Our quasi-marketised system (for want of a better term) has multiple funding streams with different priorities, rules, regulations, eligibility, qualifications, competition and a strong thread of contestability. The loose thinking behind this is that somehow contestability and competition will lead to more efficiency, better quality and customers getting what they want.

For colleges, though, not only do they have to respond to multiple funding streams, they also must respond to multiple regulators and rule-makers (ESFA, DfE, Ofsted, banks, pension funds, OfS and others) as well as many customers (the government, elected mayors, employers and students). I put students at the end of that list – because in our system it often feels as if they are mere vessels to be filled with knowledge and skills appropriate for the labour market. Colleges don’t think like that – they have a grander ambition for their students, as agents, with lives to enrich.

I want us to help colleges set out a new vision of their role

At present, this confusion of quasi-markets and government-led system combines badly with the 30 per cent funding cut colleges have had to cope with over the last decade. This has created a nightmarish environment in which colleges all too often have to focus on short term, financially dominated decisions of survival and maintaining position within the market. A sector with an aggregate surplus of only 0.1 per cent must do that – it won’t exist otherwise. What’s so impressive is how so many colleges can cope with the stresses they are under, all while helping 2.2 million people realise their ambitions, talents and abilities.

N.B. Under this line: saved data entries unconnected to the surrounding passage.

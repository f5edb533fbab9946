/// PassGraph: linear pass scheduler for one camera at a time.
///
/// A frame is recorded into a [`RecordingScope`]: each pass declares the
/// targets and global bindings it touches in a setup function and supplies an
/// execute closure. `end_frame` runs every pass in recording order against a
/// single command list and hands that list to the render context.
///
/// Producer-before-consumer order comes from recording order; the graph
/// validates declarations but never reorders passes. Transient targets get a
/// pool slot right before their first use. Short-lived targets give it back
/// right after their last use, frame targets after the last pass; nothing
/// outlives the scope, even when a pass fails.

use slotmap::{new_key_type, SlotMap};
use rustc_hash::{FxHashMap, FxHashSet};
use crate::error::{Galaxy3dError, Galaxy3dResult};
use crate::graphics_device::{CommandList, RenderContext, TargetDesc, TextureRef};
use crate::render_graph::{
    BindingTable, BindingValue, CustomAction, EditorCapabilities, GlobalBinding, PassAction,
    PassBuilder, PassContext, TargetPool, TransientTarget,
};
use crate::{engine_error, engine_trace};

new_key_type! {
    /// Key of a transient target declared during one frame
    pub struct TargetKey;
}

/// A recorded pass
struct PassNode<'a> {
    name: String,
    reads: Vec<TargetKey>,
    writes: Vec<TargetKey>,
    action: Box<dyn PassAction + 'a>,
}

/// Summary of an executed frame
#[derive(Debug, Clone, PartialEq, Eq)]
pub struct FrameReport {
    /// Execution label of the frame
    pub label: String,
    /// Executed pass names, in order
    pub passes: Vec<String>,
    /// Number of transient targets backed during the frame
    pub transient_targets: usize,
}

/// Persistent scheduler state
pub struct PassGraph {
    pool: TargetPool,
    editor: EditorCapabilities,
    fallback_texture: TextureRef,
}

impl PassGraph {
    /// Create a scheduler.
    ///
    /// `fallback_texture` replaces texture bindings whose target was released.
    pub fn new(editor: EditorCapabilities, fallback_texture: TextureRef) -> Self {
        Self { pool: TargetPool::new(), editor, fallback_texture }
    }

    pub fn editor_capabilities(&self) -> EditorCapabilities {
        self.editor
    }

    pub fn set_editor_capabilities(&mut self, editor: EditorCapabilities) {
        self.editor = editor;
    }

    /// Slot pool shared by all frames
    pub fn pool(&self) -> &TargetPool {
        &self.pool
    }

    /// Start recording a frame labelled `label`
    pub fn begin_frame(&mut self, label: &str) -> RecordingScope<'_> {
        RecordingScope {
            label: label.to_string(),
            pool: &mut self.pool,
            editor: self.editor,
            fallback_texture: self.fallback_texture,
            targets: SlotMap::with_key(),
            passes: Vec::new(),
            written_bindings: FxHashSet::default(),
        }
    }
}

/// One frame being recorded
pub struct RecordingScope<'a> {
    label: String,
    pool: &'a mut TargetPool,
    editor: EditorCapabilities,
    fallback_texture: TextureRef,
    targets: SlotMap<TargetKey, TransientTarget>,
    passes: Vec<PassNode<'a>>,
    written_bindings: FxHashSet<GlobalBinding>,
}

impl<'a> RecordingScope<'a> {
    pub fn label(&self) -> &str {
        &self.label
    }

    pub fn editor_capabilities(&self) -> EditorCapabilities {
        self.editor
    }

    /// Names of the recorded passes, in order
    pub fn pass_names(&self) -> Vec<&str> {
        self.passes.iter().map(|pass| pass.name.as_str()).collect()
    }

    /// Declared target, if `key` belongs to this frame
    pub fn target(&self, key: TargetKey) -> Option<&TransientTarget> {
        self.targets.get(key)
    }

    /// Record a pass.
    ///
    /// `setup` declares resources and returns data that is both returned to
    /// the caller and handed to every call of `execute`. A failing setup, or a
    /// read of a binding that neither an earlier pass nor this one writes,
    /// aborts recording.
    pub fn record<D, S, E>(&mut self, name: &str, setup: S, mut execute: E) -> Galaxy3dResult<D>
    where
        D: Clone + 'a,
        S: FnOnce(&mut PassBuilder<'_>) -> Galaxy3dResult<D>,
        E: FnMut(&D, &mut PassContext<'_>) -> Galaxy3dResult<()> + 'a,
    {
        let index = self.passes.len();
        let mut builder = PassBuilder::new(name, index, &mut self.targets);
        let data = setup(&mut builder).map_err(|e| {
            engine_error!("galaxy3d::PassGraph", "Setup of pass '{}' failed: {}", name, e);
            Galaxy3dError::pass_failed(name, e)
        })?;
        let declarations = builder.finish();

        for binding in &declarations.binding_reads {
            if !self.written_bindings.contains(binding)
                && !declarations.binding_writes.contains(binding)
            {
                let error = Galaxy3dError::InvalidResource(format!(
                    "pass '{}' reads {:?} but no earlier pass binds it",
                    name, binding
                ));
                engine_error!("galaxy3d::PassGraph", "{}", error);
                return Err(Galaxy3dError::pass_failed(name, error));
            }
        }
        self.written_bindings.extend(declarations.binding_writes.iter().copied());

        for key in declarations.reads.iter().chain(&declarations.writes) {
            if let Some(target) = self.targets.get_mut(*key) {
                target.first_use.get_or_insert(index);
                target.last_use = Some(index);
            }
        }

        let captured = data.clone();
        self.passes.push(PassNode {
            name: name.to_string(),
            reads: declarations.reads,
            writes: declarations.writes,
            action: Box::new(CustomAction::new(move |ctx| execute(&captured, ctx))),
        });
        Ok(data)
    }

    /// Execute every recorded pass and submit the frame.
    ///
    /// The command list comes from `context` and goes back to it whether the
    /// frame succeeds or not; only a successful frame is executed and submitted.
    pub fn end_frame(self, context: &mut dyn RenderContext) -> Galaxy3dResult<FrameReport> {
        let mut commands = context.acquire_command_list(&self.label)?;
        let executed = self.execute(&mut *commands);

        let result = executed.and_then(|report| {
            context.execute_command_list(&mut *commands)?;
            context.submit()?;
            Ok(report)
        });
        context.release_command_list(commands);
        result
    }

    fn execute(self, commands: &mut dyn CommandList) -> Galaxy3dResult<FrameReport> {
        let RecordingScope { label, pool, fallback_texture, targets, mut passes, .. } = self;

        // Lifetimes: which targets start and end at each pass
        let mut acquisitions: Vec<Vec<TargetKey>> = vec![Vec::new(); passes.len()];
        let mut releases: Vec<Vec<TargetKey>> = vec![Vec::new(); passes.len()];
        let final_pass = passes.len().saturating_sub(1);
        for (key, target) in &targets {
            if let (Some(first), Some(last)) = (target.first_use, target.last_use) {
                acquisitions[first].push(key);
                releases[if target.frame_lifetime { final_pass } else { last }].push(key);
            }
        }

        let mut frame = FrameExecution {
            pool,
            commands,
            fallback_texture,
            slots: FxHashMap::default(),
            bindings: BindingTable::default(),
            backed: 0,
        };

        let outcome = frame.run(&label, &targets, &mut passes, &acquisitions, &releases);
        if outcome.is_err() {
            frame.release_remaining();
        }
        let backed = frame.backed;
        outcome.map(|_| FrameReport {
            label,
            passes: passes.into_iter().map(|pass| pass.name).collect(),
            transient_targets: backed,
        })
    }
}

/// Mutable state while a frame executes
struct FrameExecution<'f> {
    pool: &'f mut TargetPool,
    commands: &'f mut dyn CommandList,
    fallback_texture: TextureRef,
    slots: FxHashMap<TargetKey, u32>,
    bindings: BindingTable,
    backed: usize,
}

impl FrameExecution<'_> {
    fn run(
        &mut self,
        label: &str,
        targets: &SlotMap<TargetKey, TransientTarget>,
        passes: &mut [PassNode<'_>],
        acquisitions: &[Vec<TargetKey>],
        releases: &[Vec<TargetKey>],
    ) -> Galaxy3dResult<()> {
        self.commands.push_debug_group(label)?;
        for (index, pass) in passes.iter_mut().enumerate() {
            engine_trace!("galaxy3d::PassGraph", "[{}] executing pass '{}'", label, pass.name);
            self.run_pass(targets, pass, &acquisitions[index], &releases[index])
                .map_err(|e| {
                    engine_error!("galaxy3d::PassGraph", "[{}] pass '{}' failed: {}", label, pass.name, e);
                    match e {
                        Galaxy3dError::PassFailed { .. } => e,
                        other => Galaxy3dError::pass_failed(&pass.name, other),
                    }
                })?;
        }
        self.commands.pop_debug_group()
    }

    fn run_pass(
        &mut self,
        targets: &SlotMap<TargetKey, TransientTarget>,
        pass: &mut PassNode<'_>,
        acquire: &[TargetKey],
        release: &[TargetKey],
    ) -> Galaxy3dResult<()> {
        for key in acquire {
            let desc: TargetDesc = targets[*key].desc;
            let slot = self.pool.acquire(desc);
            self.slots.insert(*key, slot);
            self.backed += 1;
            self.commands.get_temporary_target(slot, &desc)?;
        }

        let mut granted: FxHashMap<TargetKey, TextureRef> = FxHashMap::default();
        for key in pass.reads.iter().chain(&pass.writes) {
            let slot = self.slots.get(key).copied().ok_or_else(|| {
                Galaxy3dError::InvalidResource(format!("target '{}' has no backing slot", targets[*key].name))
            })?;
            granted.insert(*key, TextureRef::Temporary(slot));
        }

        self.commands.push_debug_group(&pass.name)?;
        {
            let mut ctx = PassContext::new(&pass.name, &mut *self.commands, &granted, &mut self.bindings);
            pass.action.execute(&mut ctx)?;
        }
        self.commands.pop_debug_group()?;

        for key in release {
            if let Some(slot) = self.slots.remove(key) {
                self.release_slot(slot)?;
            }
        }
        Ok(())
    }

    /// Give a slot back and point bindings that referenced it at the fallback
    fn release_slot(&mut self, slot: u32) -> Galaxy3dResult<()> {
        self.commands.release_temporary_target(slot)?;
        self.pool.release(slot)?;
        for binding in self.bindings.bound_to(TextureRef::Temporary(slot)) {
            self.commands.set_global_texture(binding, self.fallback_texture)?;
            self.bindings.set(binding, BindingValue::Texture(self.fallback_texture));
        }
        Ok(())
    }

    /// Frame already failed: give back every slot still held
    fn release_remaining(&mut self) {
        let mut slots: Vec<u32> = self.slots.drain().map(|(_, slot)| slot).collect();
        slots.sort_unstable();
        for slot in slots {
            let _ = self.commands.release_temporary_target(slot);
            let _ = self.pool.release(slot);
        }
    }
}

#[cfg(test)]
#[path = "pass_graph_tests.rs"]
mod tests;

My keynote will end with an attempt to galvanise college leaders from around the world to seize this moment. All the challenges of the fourth industrial revolution, the new technologies, need colleges to develop and offer a new grand vision of colleges helping our citizens, communities and economies to thrive. We need colleges to be the anchor organisations helping to ensure that every citizen thrives in this exciting but daunting fourth industrial revolution.

In the mid-nineteenth century the state of Victoria (where I am now) established over 1200 mechanics’ institutes to help people and communities cope with the changes then happening. Many of those institutes morphed into colleges, polytechnics and universities. I want us to help colleges set out a new vision of their role in this new industrial revolution.

I’ll end with a pitch for colleagues from around the world to support our #LoveOurColleges campaign next week. And invite them to do the same in their countries. I’ll let you know how it goes down and the response I get.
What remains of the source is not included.